To further help with our particular use case, where the applications are being deployed from a controller that doesn't care about waiting for e.g. ingress deployment creation, the new code path also has fine-grained control over which things are waited for.

Just introducing a batch API isn't sufficient to actually provide a meaningful speedup. As mentioned above, the thing that is slow is the checkpointing, and right now, the checkpointing is very granular: the various stateful components checkpoint themselves at the bottom of the call stack, so even a single RPC might cause them to checkpoint multiple times right now.

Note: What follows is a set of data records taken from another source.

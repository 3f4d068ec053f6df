//! Plain HTTP layer: health and connection-info endpoints.
//!
//! These endpoints are static or near-static JSON with no session
//! semantics; all real work happens on the WebSocket side.

pub mod system;

use axum::Router;

use crate::app_state::AppState;

/// Builds the router with all plain HTTP endpoints.
pub fn build_router() -> Router<AppState> {
    system::routes()
}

Below I've tried to map out all the reasons that the Application/DeploymentStateManagers might checkpoint:

graph TD;
    deployment_state_set_target_state[DeploymentState._set_target_state] --> dsm_checkpoint[DeploymentStateManager._save_checkpoint_func]
    deployment_state_deploy[DeploymentState.deploy] --> deployment_state_set_target_state
    deployment_state_manager_deploy[DeploymentStateManager.deploy] --> deployment_state_deploy
    application_state_apply_deployment_info[ApplicationState.apply_deployment_info] --> deployment_state_manager_deploy
    application_state_reconcile_target_deployments[ApplicationState._reconcile_target_deployments] --x application_state_apply_deployment_info
    application_state_update[ApplicationState.update] --> application_state_reconcile_target_deployments
    application_state_manager_update[ApplicationStateManager.update] --x application_state_update
    serve_controller_run_control_loop[ServeController.run_control_loop] --> application_state_manager_update
    


    deployment_state_set_target_state_deleting[DeploymentState._set_target_state_deleting] --> dsm_checkpoint
    deployment_state_delete[DeploymentState.delete] --> deployment_state_set_target_state_deleting
    deployment_state_manager_delete_deployment[DeploymentStateManager.delete_deployment] --> deployment_state_delete
    application_state_delete_deployment[ApplicationState._delete_deployment] --> deployment_state_manager_delete_deployment
    application_state_reconcile_target_deployments --> application_state_delete_deployment

    deployment_state_autoscale[DeploymentState.autoscale] --> deployment_state_set_target_state
    deployment_state_manager_update[DeploymentStateManager.update] --> deployment_state_autoscale
    serve_controller_run_control_loop --> deployment_state_manager_update

    as_set_target_state[ApplicationState._set_target_state] --> asm_checkpoint[ApplicationStateManager._save_checkpoint_func]
 
 
 
 
as_recover_target_state_from_checkpoint[ApplicationState.recover_target_state_from_checkpoint] --> as_set_target_state
    asm_recover_from_checkpoint[ApplicationStateManager._recover_from_checkpoint] --> as_recover_target_state_from_checkpoint
    asm_init[ApplicationStateManager.__init__] --> asm_recover_from_checkpoint
    sc_init[ServeController.__init__] --> asm_init

    as_set_target_state_deleting[ApplicationState._set_target_state_deleting] --> as_set_target_state
    as_delete[ApplicationState.delete] --> as_set_target_state_deleting
    asm_delete_app[ApplicationStateManager.delete_app] --> as_delete
    sc_delete_apps[ServeController.delete_apps] --x asm_delete_app
    RPC --> sc_delete_apps

    as_clear_target_state_and_store_config[ApplicationState._clear_target_state_and_store_config] --> as_set_target_state
    as_apply_app_config[ApplicationState.apply_app_config] --> as_clear_target_state_and_store_config
    asm_apply_app_configs[ApplicationStateManager.apply_app_configs] --x as_apply_app_config
    sc_apply_config[ServeController.apply_config] --> asm_apply_app_configs
    RPC --> sc_apply_config


    as_deploy_app[ApplicationState.deploy_app] --> as_set_target_state
    asm_deploy_app[ApplicationStateManager.deploy_app] --> as_deploy_app
    sc_deploy_application[ServeController.deploy_application] --> asm_deploy_app
    RPC --> sc_deploy_application

    as_apply_app_config --> as_set_target_state

So, in addition to the batch API that the client sees, I've refactored where these checkpoints are done so that they happen at the top of those call stacks instead of at the bottom.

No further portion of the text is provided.